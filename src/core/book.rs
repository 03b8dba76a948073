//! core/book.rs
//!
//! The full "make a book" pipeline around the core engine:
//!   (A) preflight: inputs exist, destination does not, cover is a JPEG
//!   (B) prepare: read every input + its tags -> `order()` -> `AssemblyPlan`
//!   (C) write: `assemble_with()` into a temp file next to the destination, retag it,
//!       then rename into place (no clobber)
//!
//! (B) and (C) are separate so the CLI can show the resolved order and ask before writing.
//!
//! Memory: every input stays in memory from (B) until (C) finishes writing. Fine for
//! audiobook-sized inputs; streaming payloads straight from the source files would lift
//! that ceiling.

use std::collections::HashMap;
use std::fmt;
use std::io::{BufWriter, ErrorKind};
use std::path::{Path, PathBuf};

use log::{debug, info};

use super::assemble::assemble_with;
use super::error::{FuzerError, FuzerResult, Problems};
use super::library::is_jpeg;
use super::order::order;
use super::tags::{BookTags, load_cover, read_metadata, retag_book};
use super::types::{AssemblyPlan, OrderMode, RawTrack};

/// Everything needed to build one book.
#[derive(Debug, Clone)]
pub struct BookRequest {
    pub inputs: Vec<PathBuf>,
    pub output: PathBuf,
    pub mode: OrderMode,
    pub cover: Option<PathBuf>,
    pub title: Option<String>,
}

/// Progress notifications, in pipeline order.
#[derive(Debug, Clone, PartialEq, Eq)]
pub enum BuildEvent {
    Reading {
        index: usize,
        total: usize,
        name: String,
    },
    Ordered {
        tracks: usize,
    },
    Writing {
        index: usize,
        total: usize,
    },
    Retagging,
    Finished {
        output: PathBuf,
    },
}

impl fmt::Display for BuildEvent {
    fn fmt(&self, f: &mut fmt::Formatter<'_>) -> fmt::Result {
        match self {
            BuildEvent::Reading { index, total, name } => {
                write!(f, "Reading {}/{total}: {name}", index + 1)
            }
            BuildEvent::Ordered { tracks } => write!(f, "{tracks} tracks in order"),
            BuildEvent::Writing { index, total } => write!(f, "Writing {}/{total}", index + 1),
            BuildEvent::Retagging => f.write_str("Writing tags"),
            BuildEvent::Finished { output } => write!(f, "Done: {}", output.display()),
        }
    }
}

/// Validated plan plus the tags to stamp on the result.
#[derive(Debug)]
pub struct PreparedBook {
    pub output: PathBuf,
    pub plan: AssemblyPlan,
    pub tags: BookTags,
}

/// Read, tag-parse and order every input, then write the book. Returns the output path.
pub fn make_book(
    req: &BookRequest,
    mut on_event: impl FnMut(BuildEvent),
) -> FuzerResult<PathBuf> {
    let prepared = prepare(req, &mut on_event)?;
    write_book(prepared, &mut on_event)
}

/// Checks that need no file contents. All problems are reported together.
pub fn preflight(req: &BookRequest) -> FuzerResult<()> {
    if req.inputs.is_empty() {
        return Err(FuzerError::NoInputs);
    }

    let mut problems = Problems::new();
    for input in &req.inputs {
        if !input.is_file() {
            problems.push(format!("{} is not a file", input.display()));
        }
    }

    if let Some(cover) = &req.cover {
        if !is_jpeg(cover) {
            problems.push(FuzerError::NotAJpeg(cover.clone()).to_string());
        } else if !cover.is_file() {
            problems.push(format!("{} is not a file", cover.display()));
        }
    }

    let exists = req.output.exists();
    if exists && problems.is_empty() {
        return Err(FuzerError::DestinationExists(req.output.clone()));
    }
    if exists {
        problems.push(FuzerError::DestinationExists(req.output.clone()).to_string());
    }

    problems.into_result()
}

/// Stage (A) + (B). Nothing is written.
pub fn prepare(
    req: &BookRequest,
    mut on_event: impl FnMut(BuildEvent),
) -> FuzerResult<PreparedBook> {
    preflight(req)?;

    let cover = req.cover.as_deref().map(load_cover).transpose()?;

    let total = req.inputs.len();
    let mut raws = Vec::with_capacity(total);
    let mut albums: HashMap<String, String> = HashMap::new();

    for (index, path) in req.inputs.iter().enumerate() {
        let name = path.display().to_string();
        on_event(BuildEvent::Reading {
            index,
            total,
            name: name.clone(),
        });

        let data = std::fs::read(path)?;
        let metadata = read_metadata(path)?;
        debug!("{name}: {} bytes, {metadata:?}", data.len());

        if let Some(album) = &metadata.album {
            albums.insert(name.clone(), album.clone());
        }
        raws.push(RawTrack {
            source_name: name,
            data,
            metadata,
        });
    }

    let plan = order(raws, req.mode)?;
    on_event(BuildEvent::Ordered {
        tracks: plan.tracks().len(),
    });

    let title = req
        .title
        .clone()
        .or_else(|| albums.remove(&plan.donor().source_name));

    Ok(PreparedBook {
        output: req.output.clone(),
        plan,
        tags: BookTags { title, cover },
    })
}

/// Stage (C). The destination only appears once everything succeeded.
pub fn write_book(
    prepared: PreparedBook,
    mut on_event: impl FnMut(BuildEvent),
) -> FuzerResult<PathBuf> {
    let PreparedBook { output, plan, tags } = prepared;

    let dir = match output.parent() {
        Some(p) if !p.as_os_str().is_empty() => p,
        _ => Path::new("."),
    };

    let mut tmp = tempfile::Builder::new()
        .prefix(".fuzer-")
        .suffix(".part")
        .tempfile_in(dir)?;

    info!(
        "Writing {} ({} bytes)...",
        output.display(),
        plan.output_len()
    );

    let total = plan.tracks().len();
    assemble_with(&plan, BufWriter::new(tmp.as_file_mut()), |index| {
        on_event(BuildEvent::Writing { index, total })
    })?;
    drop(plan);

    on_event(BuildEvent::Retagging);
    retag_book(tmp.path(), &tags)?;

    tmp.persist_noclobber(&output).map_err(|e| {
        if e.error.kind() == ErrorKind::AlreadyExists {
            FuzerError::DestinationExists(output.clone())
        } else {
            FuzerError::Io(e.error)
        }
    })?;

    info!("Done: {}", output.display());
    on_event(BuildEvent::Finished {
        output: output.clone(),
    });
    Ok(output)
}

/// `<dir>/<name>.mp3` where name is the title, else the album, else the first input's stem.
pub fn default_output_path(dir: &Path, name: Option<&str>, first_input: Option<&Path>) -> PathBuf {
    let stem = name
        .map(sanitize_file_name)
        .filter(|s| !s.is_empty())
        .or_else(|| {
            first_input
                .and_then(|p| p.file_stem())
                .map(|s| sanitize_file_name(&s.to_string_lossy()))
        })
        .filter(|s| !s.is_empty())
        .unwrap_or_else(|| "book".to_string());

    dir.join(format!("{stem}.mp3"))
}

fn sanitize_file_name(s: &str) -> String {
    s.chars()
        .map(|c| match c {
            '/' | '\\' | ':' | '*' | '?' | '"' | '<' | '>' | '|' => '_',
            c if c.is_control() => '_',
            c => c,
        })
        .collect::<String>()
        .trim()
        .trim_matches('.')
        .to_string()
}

************

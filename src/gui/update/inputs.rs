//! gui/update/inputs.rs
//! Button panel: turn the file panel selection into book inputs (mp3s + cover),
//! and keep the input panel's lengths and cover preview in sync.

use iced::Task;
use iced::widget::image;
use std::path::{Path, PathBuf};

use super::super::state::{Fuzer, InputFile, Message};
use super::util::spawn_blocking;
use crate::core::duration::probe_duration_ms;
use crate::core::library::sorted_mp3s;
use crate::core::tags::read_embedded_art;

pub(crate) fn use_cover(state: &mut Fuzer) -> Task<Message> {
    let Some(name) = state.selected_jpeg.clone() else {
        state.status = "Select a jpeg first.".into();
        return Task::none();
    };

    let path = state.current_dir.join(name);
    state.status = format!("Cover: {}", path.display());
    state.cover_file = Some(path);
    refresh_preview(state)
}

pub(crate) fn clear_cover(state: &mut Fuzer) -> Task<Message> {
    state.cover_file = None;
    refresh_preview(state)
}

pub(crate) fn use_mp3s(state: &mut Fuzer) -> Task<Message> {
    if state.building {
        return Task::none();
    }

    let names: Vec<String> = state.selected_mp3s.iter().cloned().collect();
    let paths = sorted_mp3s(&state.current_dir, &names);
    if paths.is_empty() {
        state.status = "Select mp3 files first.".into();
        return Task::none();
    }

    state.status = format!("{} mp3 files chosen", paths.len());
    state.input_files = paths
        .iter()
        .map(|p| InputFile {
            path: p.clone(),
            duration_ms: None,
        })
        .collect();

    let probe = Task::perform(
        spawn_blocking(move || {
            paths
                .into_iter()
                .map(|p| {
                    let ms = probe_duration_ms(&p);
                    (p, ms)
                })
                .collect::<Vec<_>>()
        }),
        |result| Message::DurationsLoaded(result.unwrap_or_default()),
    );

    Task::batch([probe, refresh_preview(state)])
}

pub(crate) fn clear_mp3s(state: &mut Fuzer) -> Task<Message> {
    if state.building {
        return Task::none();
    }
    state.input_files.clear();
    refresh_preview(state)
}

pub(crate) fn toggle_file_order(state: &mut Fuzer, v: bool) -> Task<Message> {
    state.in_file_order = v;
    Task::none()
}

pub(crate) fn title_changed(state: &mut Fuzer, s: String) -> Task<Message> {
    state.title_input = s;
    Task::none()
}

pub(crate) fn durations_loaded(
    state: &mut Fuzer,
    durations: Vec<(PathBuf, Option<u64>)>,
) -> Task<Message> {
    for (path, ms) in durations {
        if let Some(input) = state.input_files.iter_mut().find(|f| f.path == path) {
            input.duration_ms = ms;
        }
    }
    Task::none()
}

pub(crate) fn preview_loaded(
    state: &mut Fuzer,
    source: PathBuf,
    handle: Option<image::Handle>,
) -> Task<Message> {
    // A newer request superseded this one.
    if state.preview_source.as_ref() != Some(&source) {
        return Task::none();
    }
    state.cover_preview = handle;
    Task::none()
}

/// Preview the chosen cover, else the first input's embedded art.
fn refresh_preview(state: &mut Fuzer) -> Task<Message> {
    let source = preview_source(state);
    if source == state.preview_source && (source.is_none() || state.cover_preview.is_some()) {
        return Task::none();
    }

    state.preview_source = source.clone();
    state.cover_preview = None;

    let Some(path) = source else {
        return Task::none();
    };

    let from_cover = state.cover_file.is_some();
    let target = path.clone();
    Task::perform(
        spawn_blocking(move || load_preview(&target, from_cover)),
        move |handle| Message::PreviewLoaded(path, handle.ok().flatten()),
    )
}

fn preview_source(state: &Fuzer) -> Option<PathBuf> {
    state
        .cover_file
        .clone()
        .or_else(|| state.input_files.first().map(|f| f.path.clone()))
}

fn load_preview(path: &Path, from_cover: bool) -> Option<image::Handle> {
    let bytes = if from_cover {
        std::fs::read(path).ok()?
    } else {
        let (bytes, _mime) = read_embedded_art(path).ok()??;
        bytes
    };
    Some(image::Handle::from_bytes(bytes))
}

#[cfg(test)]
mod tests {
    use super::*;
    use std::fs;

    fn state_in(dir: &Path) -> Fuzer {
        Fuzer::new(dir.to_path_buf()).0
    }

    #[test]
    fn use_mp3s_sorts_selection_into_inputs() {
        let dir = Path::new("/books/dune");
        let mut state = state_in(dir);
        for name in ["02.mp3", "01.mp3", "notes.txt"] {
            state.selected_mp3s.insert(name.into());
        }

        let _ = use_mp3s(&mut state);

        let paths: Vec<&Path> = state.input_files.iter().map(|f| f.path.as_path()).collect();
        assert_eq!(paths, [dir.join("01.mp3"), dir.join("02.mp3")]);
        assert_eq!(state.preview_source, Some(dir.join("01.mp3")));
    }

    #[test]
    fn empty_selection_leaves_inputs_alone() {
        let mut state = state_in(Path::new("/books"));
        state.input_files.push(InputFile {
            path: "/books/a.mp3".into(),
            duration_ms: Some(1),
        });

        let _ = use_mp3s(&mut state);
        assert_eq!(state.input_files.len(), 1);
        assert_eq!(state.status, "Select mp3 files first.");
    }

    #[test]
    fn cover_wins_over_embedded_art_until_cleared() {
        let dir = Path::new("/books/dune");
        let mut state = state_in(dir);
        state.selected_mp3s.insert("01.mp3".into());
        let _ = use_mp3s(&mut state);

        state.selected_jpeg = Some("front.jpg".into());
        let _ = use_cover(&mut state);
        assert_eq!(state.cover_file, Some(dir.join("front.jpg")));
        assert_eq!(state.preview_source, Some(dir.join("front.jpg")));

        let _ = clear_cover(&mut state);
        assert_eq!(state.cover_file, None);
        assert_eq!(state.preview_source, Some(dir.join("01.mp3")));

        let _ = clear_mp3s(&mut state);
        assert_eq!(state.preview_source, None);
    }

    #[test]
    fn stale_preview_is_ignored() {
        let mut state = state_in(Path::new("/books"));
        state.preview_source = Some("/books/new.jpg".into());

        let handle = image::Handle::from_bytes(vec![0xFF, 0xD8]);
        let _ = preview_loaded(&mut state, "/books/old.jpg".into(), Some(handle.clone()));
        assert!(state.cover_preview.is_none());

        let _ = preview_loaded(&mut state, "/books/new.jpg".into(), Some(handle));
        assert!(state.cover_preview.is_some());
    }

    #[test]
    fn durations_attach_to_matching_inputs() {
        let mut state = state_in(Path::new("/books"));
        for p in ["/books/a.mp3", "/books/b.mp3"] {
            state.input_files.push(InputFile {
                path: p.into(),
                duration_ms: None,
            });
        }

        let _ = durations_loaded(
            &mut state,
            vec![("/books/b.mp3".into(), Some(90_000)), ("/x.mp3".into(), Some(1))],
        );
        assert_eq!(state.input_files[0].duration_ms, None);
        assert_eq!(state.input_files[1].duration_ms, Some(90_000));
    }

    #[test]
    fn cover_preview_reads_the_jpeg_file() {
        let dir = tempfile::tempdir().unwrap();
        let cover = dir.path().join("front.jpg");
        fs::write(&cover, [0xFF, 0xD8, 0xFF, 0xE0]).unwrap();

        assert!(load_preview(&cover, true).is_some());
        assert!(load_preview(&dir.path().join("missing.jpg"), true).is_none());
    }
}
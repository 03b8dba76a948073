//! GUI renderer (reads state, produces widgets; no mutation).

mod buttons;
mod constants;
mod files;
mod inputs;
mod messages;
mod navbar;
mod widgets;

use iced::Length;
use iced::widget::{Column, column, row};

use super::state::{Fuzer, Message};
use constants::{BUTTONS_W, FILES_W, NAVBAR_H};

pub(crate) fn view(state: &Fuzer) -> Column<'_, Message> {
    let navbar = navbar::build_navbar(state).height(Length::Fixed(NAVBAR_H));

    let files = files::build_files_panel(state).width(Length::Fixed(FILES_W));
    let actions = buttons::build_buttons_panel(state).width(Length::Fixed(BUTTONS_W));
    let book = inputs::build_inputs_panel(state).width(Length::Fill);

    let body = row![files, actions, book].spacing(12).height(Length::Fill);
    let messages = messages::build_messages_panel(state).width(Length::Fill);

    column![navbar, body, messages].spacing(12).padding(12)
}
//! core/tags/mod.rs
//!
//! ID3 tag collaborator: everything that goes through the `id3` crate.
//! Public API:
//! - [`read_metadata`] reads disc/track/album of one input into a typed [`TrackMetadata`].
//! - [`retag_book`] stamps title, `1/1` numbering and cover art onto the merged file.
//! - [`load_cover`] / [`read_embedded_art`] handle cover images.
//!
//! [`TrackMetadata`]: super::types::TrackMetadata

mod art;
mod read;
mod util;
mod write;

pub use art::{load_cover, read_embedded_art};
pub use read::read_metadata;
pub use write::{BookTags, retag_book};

************

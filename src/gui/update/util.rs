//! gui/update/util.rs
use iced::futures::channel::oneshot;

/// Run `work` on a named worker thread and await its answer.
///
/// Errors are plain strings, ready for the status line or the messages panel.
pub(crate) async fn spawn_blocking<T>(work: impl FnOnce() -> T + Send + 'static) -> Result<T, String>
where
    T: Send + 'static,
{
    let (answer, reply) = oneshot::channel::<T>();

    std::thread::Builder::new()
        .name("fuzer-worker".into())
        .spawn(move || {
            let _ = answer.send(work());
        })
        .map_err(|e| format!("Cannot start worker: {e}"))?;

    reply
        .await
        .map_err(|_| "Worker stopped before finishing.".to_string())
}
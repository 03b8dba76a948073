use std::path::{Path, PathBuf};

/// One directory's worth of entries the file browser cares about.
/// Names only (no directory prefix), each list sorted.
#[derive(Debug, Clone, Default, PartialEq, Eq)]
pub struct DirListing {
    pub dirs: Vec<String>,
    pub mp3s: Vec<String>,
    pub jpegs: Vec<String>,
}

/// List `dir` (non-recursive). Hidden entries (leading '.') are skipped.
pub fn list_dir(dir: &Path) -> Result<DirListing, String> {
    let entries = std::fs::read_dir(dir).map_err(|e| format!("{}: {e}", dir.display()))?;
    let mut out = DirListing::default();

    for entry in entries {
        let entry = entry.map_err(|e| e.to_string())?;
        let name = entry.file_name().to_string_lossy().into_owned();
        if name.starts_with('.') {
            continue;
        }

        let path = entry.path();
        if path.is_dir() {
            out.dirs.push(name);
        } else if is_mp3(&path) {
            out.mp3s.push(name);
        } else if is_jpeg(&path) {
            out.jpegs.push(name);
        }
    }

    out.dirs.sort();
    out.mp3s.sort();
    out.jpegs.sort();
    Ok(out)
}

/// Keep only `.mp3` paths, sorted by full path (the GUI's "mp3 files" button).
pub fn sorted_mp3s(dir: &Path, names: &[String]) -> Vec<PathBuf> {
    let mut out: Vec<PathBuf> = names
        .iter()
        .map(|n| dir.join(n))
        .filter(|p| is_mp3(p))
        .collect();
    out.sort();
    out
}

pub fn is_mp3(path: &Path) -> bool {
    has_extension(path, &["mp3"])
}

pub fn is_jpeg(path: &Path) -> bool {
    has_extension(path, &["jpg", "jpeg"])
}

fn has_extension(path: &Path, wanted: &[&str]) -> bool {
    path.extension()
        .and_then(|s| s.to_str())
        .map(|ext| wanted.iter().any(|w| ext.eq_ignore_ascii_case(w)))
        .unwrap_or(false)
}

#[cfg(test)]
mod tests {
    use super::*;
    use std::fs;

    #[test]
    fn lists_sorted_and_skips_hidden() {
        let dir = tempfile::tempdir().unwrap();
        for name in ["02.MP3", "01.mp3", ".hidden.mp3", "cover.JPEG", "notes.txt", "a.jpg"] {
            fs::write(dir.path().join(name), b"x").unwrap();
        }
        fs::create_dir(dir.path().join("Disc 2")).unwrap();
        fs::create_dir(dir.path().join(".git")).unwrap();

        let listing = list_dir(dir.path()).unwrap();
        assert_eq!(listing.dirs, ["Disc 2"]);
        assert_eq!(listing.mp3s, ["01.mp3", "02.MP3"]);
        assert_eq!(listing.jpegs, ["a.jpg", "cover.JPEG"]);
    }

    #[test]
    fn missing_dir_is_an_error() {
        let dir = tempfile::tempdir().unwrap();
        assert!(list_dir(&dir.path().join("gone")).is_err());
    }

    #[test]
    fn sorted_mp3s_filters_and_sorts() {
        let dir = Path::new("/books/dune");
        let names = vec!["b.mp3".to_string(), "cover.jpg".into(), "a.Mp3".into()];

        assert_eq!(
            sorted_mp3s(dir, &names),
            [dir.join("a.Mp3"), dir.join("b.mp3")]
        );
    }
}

************

# [About this exercise]
Set apart and copy each line of the records that holds the word "library".

# [Response area]
use super::library::is_jpeg;
use crate::core::library::sorted_mp3s;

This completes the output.